# Rom Manager messed my phone up?



## hullie10 (Jul 21, 2011)

During class last night I saw people post that the nightly 35 gave better battery life, i've been stuck on nightly 18 because it gave me the best battery life compared to all cm4dx nightlies i used...I'm not a huge stickler like some for battery life, but i want my phone to last me throughout the day and no cm4dx release has (yet)...but i'm willing to stick with it because i love the settings...anyways - i downloaded nightly 35 in class and then when i got to my gf's house i told her i was going to play with my phone for like 5 minutes and then i would be done (she doesn't like that i play with my phone "alot") so i started up rom manager and was going to install nightly 35 through rom manager and my phone just froze up and i was like "hmm..thats not good" so i was just watching it and it didn't get past the moto emblem and i just let it sit for like 5 minutes...ended up having to sbfing my phone and all - thank god i've done it plenty of times so i could get my phone back to cm4dx before we went out for the night... has this happened to anyone else?

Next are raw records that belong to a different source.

//! Price Gateway Integration Tests
//!
//! Drives `GET /prices` through the public router against a mock backend.

#![allow(clippy::unwrap_used, clippy::expect_used)]

use std::sync::Arc;
use std::time::Duration;

use axum::body::Body;
use axum::http::{Request, StatusCode, header};
use axum::response::Response;
use serde_json::{Value, json};
use tower::ServiceExt;
use url::Url;
use wiremock::matchers::{method, path, query_param};
use wiremock::{Mock, MockServer, ResponseTemplate};

use price_relay::{GatewayState, HttpPriceSource, RealtimeHub, router};

fn prices_body() -> Value {
    json!({
        "EUR/USD": {
            "mid_price": 1.0845,
            "ask_price": 1.0846,
            "bid_price": 1.0844,
            "timestamp": "2025-01-15T10:30:00Z"
        },
        "GBP/USD": {
            "mid_price": 1.2710,
            "ask_price": 1.2712,
            "bid_price": 1.2708,
            "timestamp": "2025-01-15T10:30:00Z"
        }
    })
}

fn gateway(server: &MockServer, timeout: Duration) -> GatewayState {
    let url = Url::parse(&server.uri()).unwrap();
    // Client timeout above the gateway's own so the gateway timer decides.
    let source = HttpPriceSource::new(&url, Duration::from_secs(5)).unwrap();
    GatewayState::new(Arc::new(source), timeout, Duration::from_secs(2))
}

async fn get(gateway: GatewayState, uri: &str) -> Response {
    router(gateway, RealtimeHub::shared(16))
        .oneshot(Request::get(uri).body(Body::empty()).unwrap())
        .await
        .unwrap()
}

async fn json_body(response: Response) -> Value {
    let bytes = axum::body::to_bytes(response.into_body(), usize::MAX)
        .await
        .unwrap();
    serde_json::from_slice(&bytes).unwrap()
}

#[tokio::test]
async fn success_returns_all_requested_symbols_with_cache_header() {
    let server = MockServer::start().await;
    Mock::given(method("GET"))
        .and(path("/prices"))
        .and(query_param("symbols", "EUR/USD,GBP/USD"))
        .respond_with(ResponseTemplate::new(200).set_body_json(prices_body()))
        .expect(1)
        .mount(&server)
        .await;

    let response = get(
        gateway(&server, Duration::from_secs(8)),
        "/prices?symbols=GBP/USD,EUR/USD",
    )
    .await;

    assert_eq!(response.status(), StatusCode::OK);
    assert_eq!(
        response.headers().get(header::CACHE_CONTROL).unwrap(),
        "public, max-age=2"
    );
    let body = json_body(response).await;
    for symbol in ["EUR/USD", "GBP/USD"] {
        let quote = &body[symbol];
        for field in ["mid_price", "ask_price", "bid_price", "timestamp"] {
            assert!(!quote[field].is_null(), "{symbol} missing {field}");
        }
    }
}

#[tokio::test]
async fn slow_backend_times_out_with_504() {
    let server = MockServer::start().await;
    Mock::given(method("GET"))
        .and(path("/prices"))
        .respond_with(
            ResponseTemplate::new(200)
                .set_body_json(prices_body())
                .set_delay(Duration::from_millis(500)),
        )
        .mount(&server)
        .await;

    let gateway = gateway(&server, Duration::from_millis(100));
    let stats = gateway.stats();
    let response = get(gateway, "/prices?symbols=EUR/USD").await;

    assert_eq!(response.status(), StatusCode::GATEWAY_TIMEOUT);
    let body = json_body(response).await;
    assert_eq!(body["error"], "Backend error");
    assert_eq!(stats.consecutive_failures(), 1);
}

#[tokio::test]
async fn missing_symbols_is_rejected_without_calling_backend() {
    let server = MockServer::start().await;
    Mock::given(method("GET"))
        .respond_with(ResponseTemplate::new(200).set_body_json(prices_body()))
        .expect(0)
        .mount(&server)
        .await;

    for uri in ["/prices", "/prices?symbols=", "/prices?symbols=,,"] {
        let response = get(gateway(&server, Duration::from_secs(8)), uri).await;
        assert_eq!(response.status(), StatusCode::BAD_REQUEST, "{uri}");
        assert_eq!(
            json_body(response).await,
            json!({ "error": "symbols parameter required" })
        );
    }
}

#[tokio::test]
async fn undecodable_query_is_a_json_error() {
    let server = MockServer::start().await;
    Mock::given(method("GET"))
        .respond_with(ResponseTemplate::new(200).set_body_json(prices_body()))
        .expect(0)
        .mount(&server)
        .await;

    let response = get(
        gateway(&server, Duration::from_secs(8)),
        "/prices?symbols=EUR/USD&symbols=GBP/USD",
    )
    .await;

    assert_eq!(response.status(), StatusCode::BAD_REQUEST);
    assert_eq!(
        response.headers().get(header::CONTENT_TYPE).unwrap(),
        "application/json"
    );
    let body = json_body(response).await;
    assert_eq!(body["error"], "invalid query");
    assert!(body["message"].as_str().unwrap().contains("symbols"));
}

#[tokio::test]
async fn invalid_symbol_is_rejected() {
    let server = MockServer::start().await;
    let response = get(
        gateway(&server, Duration::from_secs(8)),
        "/prices?symbols=EUR/USD,%3Cscript%3E",
    )
    .await;

    assert_eq!(response.status(), StatusCode::BAD_REQUEST);
    assert_eq!(json_body(response).await["error"], "invalid symbol");
}

#[tokio::test]
async fn upstream_status_is_forwarded() {
    let server = MockServer::start().await;
    Mock::given(method("GET"))
        .and(path("/prices"))
        .respond_with(ResponseTemplate::new(503))
        .mount(&server)
        .await;

    let response = get(
        gateway(&server, Duration::from_secs(8)),
        "/prices?symbols=EUR/USD",
    )
    .await;

    assert_eq!(response.status(), StatusCode::SERVICE_UNAVAILABLE);
    let body = json_body(response).await;
    assert_eq!(body["error"], "Backend error");
    assert_eq!(body["message"], "upstream returned 503");
}

#[tokio::test]
async fn undecodable_backend_body_is_a_500() {
    let server = MockServer::start().await;
    Mock::given(method("GET"))
        .and(path("/prices"))
        .respond_with(ResponseTemplate::new(200).set_body_string("<html>"))
        .mount(&server)
        .await;

    let response = get(
        gateway(&server, Duration::from_secs(8)),
        "/prices?symbols=EUR/USD",
    )
    .await;

    assert_eq!(response.status(), StatusCode::INTERNAL_SERVER_ERROR);
    assert_eq!(json_body(response).await["error"], "Failed to fetch prices");
}

#[tokio::test]
async fn success_resets_consecutive_failures() {
    let server = MockServer::start().await;
    Mock::given(method("GET"))
        .and(path("/prices"))
        .respond_with(ResponseTemplate::new(502))
        .up_to_n_times(2)
        .mount(&server)
        .await;
    Mock::given(method("GET"))
        .and(path("/prices"))
        .respond_with(ResponseTemplate::new(200).set_body_json(prices_body()))
        .mount(&server)
        .await;

    let gateway = gateway(&server, Duration::from_secs(8));
    let stats = gateway.stats();

    for _ in 0..2 {
        let response = get(gateway.clone(), "/prices?symbols=EUR/USD").await;
        assert_eq!(response.status(), StatusCode::BAD_GATEWAY);
    }
    assert_eq!(stats.consecutive_failures(), 2);

    let response = get(gateway, "/prices?symbols=EUR/USD").await;
    assert_eq!(response.status(), StatusCode::OK);
    assert_eq!(stats.consecutive_failures(), 0);
    assert_eq!(stats.requests(), 3);
    assert!(stats.last_success().is_some());
}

- sorry for the long story... i want to tell people but i feel like my friends/family will just give me the "you play with your phone too much.." speech...


----------



## SaurusX (Jun 15, 2011)

Sounds like a bad download through RM. Does it have an MD5 check built in? Since I'm cheap I just manually grab the nightlies from the mirror site and install through clockwork recovery.


----------



## BrentBlend (Jun 11, 2011)

I have to second SaurusX on this


----------